Labs Olympics 2011: How Is Babby?
For this year’s Labs Olympics I was on an all-star team comprised of Aaron, Alison, Tim, and myself, better known as the Labs Olympics Winners (note: we did not win, this was just our team name). Alison has a young baby at home and Aaron was out during our first brainstorming session for the birth of his niece so it wasn’t a big surprise that we wound up with a plan to make a sophisticated baby monitor. (It might come as even less of a surprise that we named it How Is Babby in honor of an infamous web meme.)
At first all we knew is that we wanted to use some random gadget or assortment of Arduino sensors to give geek parents a way to monitor their geek children, but it wasn’t until we realized we had a spare Microsoft Kinect sitting around the office that we realized exactly how far we could take it.
Kinect
The Kinect is an impressive device, sporting 4 microphones, RGB and IR cameras, an additional depth sensor, and a motor that allows vertical panning. Getting the Kinect running on Linux is a fairly well documented process. We leaned heavily on instructions from the OpenKinect community, which worked pretty much without issue. After doing the usual
cmake, make, make install
dance, things worked without issue on Ubuntu 11.04.
Also included in the OpenKinect source tarball are bindings for a half dozen languages, including Python. Having a Python wrapper made things incredibly easy to experiment with as I had access to python OpenCV bindings for displaying image data and NumPy for manipulating the matrices that the Kinect driver returns.
With these tools in hand we just had to decide what we actually wanted to get from the Kinect. We decided to take regular snapshots to present via a web interface, and also have a mechanism for the Kinect process to notify the web client when there was motion. Snapshots were extremely easy: with just a single line of code, we were able to bring back the RGB image from the Kinect’s main camera and convert it to a suitable format using OpenCV. Once we made the discovery that there was also the option to bring in an IR image, we added a night-vision mode to our application as well. This way, the parent can adjust the camera to either take a standard image in normal light situations or switch to the IR camera for the night. (Due to a hardware limitation of the Kinect, it is impossible to use the RGB and IR camera at the same time.)

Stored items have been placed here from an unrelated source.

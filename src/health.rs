//! Built-in health-check handlers.
//!
//! | Probe | Path | Body |
//! |---|---|---|
//! | **Liveness** | `/healthz` | `{"ok":true}` |
//! | **Readiness** | `/readyz` | `{"ready":true}` |
//!
//! ```rust,no_run
//! use weft::{Router, health};
//!
//! let app = Router::new()
//!     .get("/healthz", health::liveness)
//!     .get("/readyz", health::readiness);
//! ```
//!
//! Replace `readiness` with your own handler if the service must warm up or
//! check dependencies before taking traffic.

use serde::Serialize;

use crate::json::Json;
use crate::request::Request;

#[derive(Serialize)]
pub struct Liveness {
    pub ok: bool,
}

#[derive(Serialize)]
pub struct Readiness {
    pub ready: bool,
}

/// Always `200 OK` with `{"ok":true}`: if the process answers HTTP at all,
/// it is alive.
pub async fn liveness(_req: Request) -> Json<Liveness> {
    Json(Liveness { ok: true })
}

pub async fn readiness(_req: Request) -> Json<Readiness> {
    Json(Readiness { ready: true })
}
//! Structured access log: one [`AccessRecord`] per completed request.

use std::sync::Arc;
use std::time::Instant;

use super::Middleware;
use super::record::{self, AccessRecord, Level};
use super::sink::{JsonLines, LogSink};
use crate::handler::{BoxFuture, BoxedHandler, ErasedHandler};
use crate::request::Request;
use crate::response::Response;

/// Records status, size and latency of every request.
///
/// Register it after [`SetRequestId`](super::SetRequestId) so the record
/// carries the correlation ID, and before [`Recover`](super::Recover) so a
/// caught panic is logged with its 500.
pub struct AccessLog {
    sink: Arc<dyn LogSink>,
}

impl AccessLog {
    /// Logs JSON lines to stdout.
    pub fn new() -> Self {
        Self::with_sink(JsonLines::stdout())
    }

    pub fn with_sink(sink: impl LogSink) -> Self {
        Self { sink: Arc::new(sink) }
    }

    pub fn with_shared_sink(sink: Arc<dyn LogSink>) -> Self {
        Self { sink }
    }
}

impl Default for AccessLog {
    fn default() -> Self { Self::new() }
}

impl Middleware for AccessLog {
    fn wrap(&self, next: BoxedHandler) -> BoxedHandler {
        Arc::new(AccessLogHandler { sink: Arc::clone(&self.sink), next })
    }
}

struct AccessLogHandler {
    sink: Arc<dyn LogSink>,
    next: BoxedHandler,
}

/// What the request looked like on the way in.
struct Inbound {
    request_id: String,
    method: String,
    path: String,
    remote_ip: String,
    user_agent: String,
    /// The server drops the body of a `HEAD` response.
    head: bool,
}

impl Inbound {
    fn of(req: &Request) -> Self {
        Self {
            request_id: req.request_id().map(ToString::to_string).unwrap_or_default(),
            method: req.method().to_string(),
            path: req.path().to_owned(),
            remote_ip: req.remote_addr().map(|a| a.ip().to_string()).unwrap_or_default(),
            user_agent: req.user_agent().unwrap_or_default().to_owned(),
            head: req.method() == http::Method::HEAD,
        }
    }

    fn complete(self, res: &Response, started: Instant) -> AccessRecord {
        AccessRecord {
            ts: record::now(),
            level: Level::Info,
            request_id: self.request_id,
            method: self.method,
            path: self.path,
            status: res.status_code().as_u16(),
            bytes: if self.head { 0 } else { res.body().len() },
            latency_ms: u64::try_from(started.elapsed().as_millis()).unwrap_or(u64::MAX),
            remote_ip: self.remote_ip,
            user_agent: self.user_agent,
        }
    }
}

impl ErasedHandler for AccessLogHandler {
    fn call(&self, req: Request) -> BoxFuture {
        let started = Instant::now();
        let inbound = Inbound::of(&req);
        let sink = Arc::clone(&self.sink);
        let fut = self.next.call(req);

        Box::pin(async move {
            let res = fut.await;
            sink.access(&inbound.complete(&res, started));
            res
        })
    }
}

#[cfg(test)]
mod tests {
    use std::net::SocketAddr;

    use bytes::Bytes;
    use http::StatusCode;

    use super::*;
    use crate::middleware::SetRequestId;
    use crate::middleware::testing::{FixedRandom, MemorySink, build, request};
    use crate::Router;

    fn app(sink: Arc<MemorySink>) -> BoxedHandler {
        Router::new()
            .with(SetRequestId::with_source(FixedRandom(0x0f)))
            .with(AccessLog::with_shared_sink(sink))
            .post("/notes", |_req: Request| async { (StatusCode::CREATED, "0123456789") })
            .get("/healthz", |_req: Request| async { "ok" })
            .into_handler()
    }

    #[tokio::test]
    async fn records_handler_status_and_bytes() {
        let sink = Arc::new(MemorySink::default());
        let app = app(Arc::clone(&sink));

        let req = request("POST", "/notes")
            .header("user-agent", "curl/8.5")
            .body(Bytes::new())
            .unwrap();
        let remote: SocketAddr = "10.0.0.7:55123".parse().unwrap();
        let res = app.call(Request::from(req).with_remote_addr(remote)).await;

        assert_eq!(res.status_code(), StatusCode::CREATED);
        assert_eq!(res.body(), b"0123456789");

        let records = sink.access.lock().unwrap();
        assert_eq!(records.len(), 1);
        let r = &records[0];
        assert_eq!(r.status, 201);
        assert_eq!(r.bytes, 10);
        assert_eq!(r.level, Level::Info);
        assert_eq!(r.method, "POST");
        assert_eq!(r.path, "/notes");
        assert_eq!(r.request_id, "0f".repeat(16));
        assert_eq!(r.remote_ip, "10.0.0.7");
        assert_eq!(r.user_agent, "curl/8.5");
        assert!(r.ts.parse::<jiff::Timestamp>().is_ok(), "ts {}", r.ts);
    }

    #[tokio::test]
    async fn defaults_to_200_and_logs_misses() {
        let sink = Arc::new(MemorySink::default());
        let app = app(Arc::clone(&sink));

        app.call(build(request("GET", "/healthz"))).await;
        app.call(build(request("GET", "/missing"))).await;

        let records = sink.access.lock().unwrap();
        assert_eq!(records.len(), 2);
        assert_eq!((records[0].status, records[0].bytes), (200, 2));
        assert_eq!(records[1].status, 404);
        assert_eq!(records[1].remote_ip, "");
    }

    #[tokio::test]
    async fn head_on_get_route_logs_no_bytes() {
        let sink = Arc::new(MemorySink::default());
        let app = app(Arc::clone(&sink));

        let res = app.call(build(request("HEAD", "/healthz"))).await;
        assert_eq!(res.status_code(), StatusCode::OK);

        let records = sink.access.lock().unwrap();
        assert_eq!(records[0].method, "HEAD");
        assert_eq!((records[0].status, records[0].bytes), (200, 0));
    }

    #[tokio::test]
    async fn does_not_alter_the_response() {
        let sink = Arc::new(MemorySink::default());
        let plain = Router::new()
            .post("/notes", |_req: Request| async { (StatusCode::CREATED, "0123456789") })
            .into_handler();

        let logged = app(sink).call(build(request("POST", "/notes"))).await;
        let bare = plain.call(build(request("POST", "/notes"))).await;

        assert_eq!(logged.status_code(), bare.status_code());
        assert_eq!(logged.body(), bare.body());
        assert_eq!(logged.headers()["content-type"], bare.headers()["content-type"]);
    }
}
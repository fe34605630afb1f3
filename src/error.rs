//! Unified error type.

use thiserror::Error;

/// The error type returned by weft's fallible operations.
///
/// Application-level errors (404, 500, etc.) are expressed as HTTP
/// [`Response`](crate::Response) values, not as `Error`s. This type surfaces
/// setup mistakes (bad patterns, conflicting routes, bad CORS values) and
/// infrastructure failures (binding a port, reading entropy).
#[derive(Debug, Error)]
pub enum Error {
    #[error("io: {0}")]
    Io(#[from] std::io::Error),

    /// The matcher rejected a registration: duplicate or conflicting route.
    #[error("route `{pattern}`: {source}")]
    Route {
        pattern: String,
        #[source]
        source: matchit::InsertError,
    },

    #[error("invalid pattern `{0}`: expected `<METHOD> <path>` or `<path>`")]
    Pattern(String),

    #[error("invalid socket address `{0}`")]
    Address(String),

    #[error("invalid header value for `{name}`")]
    Header {
        name: &'static str,
        #[source]
        source: http::header::InvalidHeaderValue,
    },

    #[error("random source unavailable: {0}")]
    Entropy(String),
}
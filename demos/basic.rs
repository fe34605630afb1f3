//! Minimal weft service: health check, a JSON resource, and a panic route to
//! watch the recovery middleware at work.
//!
//! Run with:
//!   RUST_LOG=weft=debug cargo run --example basic
//!
//! Try:
//!   curl -i http://localhost:8080/healthz
//!   curl -i http://localhost:8080/notes/42
//!   curl -i -X PUT http://localhost:8080/notes/42 -d '{"title":"hi"}'
//!   curl -i http://localhost:8080/panic
//!   curl -i -X OPTIONS http://localhost:8080/notes/1 \
//!        -H 'origin: http://localhost:5173' \
//!        -H 'access-control-request-method: PUT'
//!
//! Environment:
//!   WEFT_ADDR          listen address (default 0.0.0.0:8080)
//!   WEFT_CORS_ORIGINS  comma-separated allowed origins; CORS is off when unset
//!   WEFT_LOG_SINK      `tracing` sends access and fault records through the
//!                      subscriber instead of JSON lines on stdout

use std::sync::Arc;

use http::StatusCode;
use serde::{Deserialize, Serialize};
use tracing_subscriber::EnvFilter;
use weft::middleware::{
    AccessLog, Cors, CorsConfig, JsonLines, LogSink, Recover, SetRequestId, TracingSink,
};
use weft::{Json, Request, Response, Router, Server, health, json};

#[tokio::main]
async fn main() -> Result<(), weft::Error> {
    tracing_subscriber::fmt()
        .with_env_filter(EnvFilter::from_default_env())
        .init();

    let addr = std::env::var("WEFT_ADDR").unwrap_or_else(|_| "0.0.0.0:8080".to_owned());

    let sink: Arc<dyn LogSink> = match std::env::var("WEFT_LOG_SINK").as_deref() {
        Ok("tracing") => Arc::new(TracingSink),
        _ => Arc::new(JsonLines::stdout()),
    };

    let mut app = Router::new()
        .with(SetRequestId::new())
        .with(AccessLog::with_shared_sink(Arc::clone(&sink)));

    if let Ok(origins) = std::env::var("WEFT_CORS_ORIGINS") {
        let config = CorsConfig::default()
            .allow_origins(origins.split(',').map(str::trim).filter(|o| !o.is_empty()))
            .allow_methods(["GET", "POST", "PUT", "PATCH", "DELETE", "OPTIONS"])
            .allow_credentials(true)
            .max_age(600);
        app = app.with(Cors::new(config)?);
    }

    let app = app
        .with(Recover::with_shared_sink(sink))
        .get("/healthz",    health::liveness)
        .get("/readyz",     health::readiness)
        .get("/notes/{id}", get_note)
        .put("/notes/{id}", put_note)
        .get("/panic",      explode);

    Server::try_bind(&addr)?.serve(app).await
}

#[derive(Deserialize, Serialize)]
struct Note {
    id: String,
    title: String,
}

#[derive(Deserialize)]
#[serde(deny_unknown_fields)]
struct NoteInput {
    title: String,
}

// GET /notes/{id}
async fn get_note(req: Request) -> Json<Note> {
    let id = req.param("id").unwrap_or_default().to_owned();
    Json(Note { id, title: "untitled".to_owned() })
}

// PUT /notes/{id} → 400 with the decode error, or 200 with the stored note
async fn put_note(req: Request) -> Response {
    use weft::IntoResponse;

    let input: NoteInput = match req.json() {
        Ok(input) => input,
        Err(e) => return e.into_response(),
    };
    if input.title.trim().is_empty() {
        return json::error(StatusCode::UNPROCESSABLE_ENTITY, "title must not be blank");
    }

    let id = req.param("id").unwrap_or_default().to_owned();
    Json(Note { id, title: input.title }).into_response()
}

// GET /panic → 500 {"error":"internal_server_error"} plus a fault record
async fn explode(_req: Request) -> Response {
    panic!("AAAAAHHH, BEEESSS")
}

Given the uncertainty in the amount of available light and the fact that the depth sensor provided simpler data to work with (essentially a 2D matrix of depth values refreshed about 30 times per second), we decided to use the depth sensor to detect motion. NumPy’s matrix operations made this a breeze. By averaging the depth of the frame and comparing the deviation across a range of frames, we could flag each individual frame as likely containing motion or not. Depending on the desired sensitivity of the alerts, the application would wait for anywhere from ten to thirty frames of consecutive motion before notifying the web application that the baby was on the move.
The Web Application
As opposed to a traditional baby monitor, which has a dedicated viewing apparatus, we liked the idea of a web console that could be viewed from anywhere, including via a mobile device. The main features of the web app would be viewing, motion alerts, and configuration of features such as SMS notifications and nightvision. The basic web app was built with Django, but we used a few add-on libraries to help accomplish our goals in the two days given for the contest.
We decided that the easiest way to get images to the user was to have the web page embed a single image that the monitoring software would update at a set interval. We used Socket.IO for a very light-weight solution to keep the image updated to the latest version. In the best case scenario, i.e. the user’s browser supports it, Socket.IO will use WebSockets to keep the connection open, but will degrade gracefully and fall back to AJAX or other means to get the job done.
Because our team lacked a designer, we used a CSS framework to take care of cross-browser issues and provide some pre-designed UI elements. Twitter just recently released their Bootstrap framework, so we went with it. It styled all of the UI elements on our site, including a navigation bar, alert boxes, buttons, and a form. Although we had some unresolved trouble with the form elements not lining up properly with their labels, it proved very easy to work with, overall.
The remaining technical component of the website was the AJAX alerts on motion events detected (and logged in a DB table) by the backend. There were a few criteria for how it needed to work, the most important being that alerts needed to be somewhat persistent to the user, so that a user couldn’t miss an all-important alert saying that the baby was moving, just because they were clicking quickly between pages on the site, for instance. This meant that we needed something more sophisticated than Django’s inbuilt messaging framework (django.contrib.messages). The answer came in the form of django-persistent-messages. It was built to work right on top of Django’s messaging system, so it worked seamlessly and was a no-brainer to set up. With django-persistent-messages working, alerts now would not disappear unless dismissed by the user, hopefully averting any potential baby-on-the-move mishaps.
In the end, there were a few features we had to leave unfinished to get the project out the door on time, including audio monitoring and SMS messaging, but we were pretty happy with the results. As usual, all of our code is available on GitHub: How Is Babby.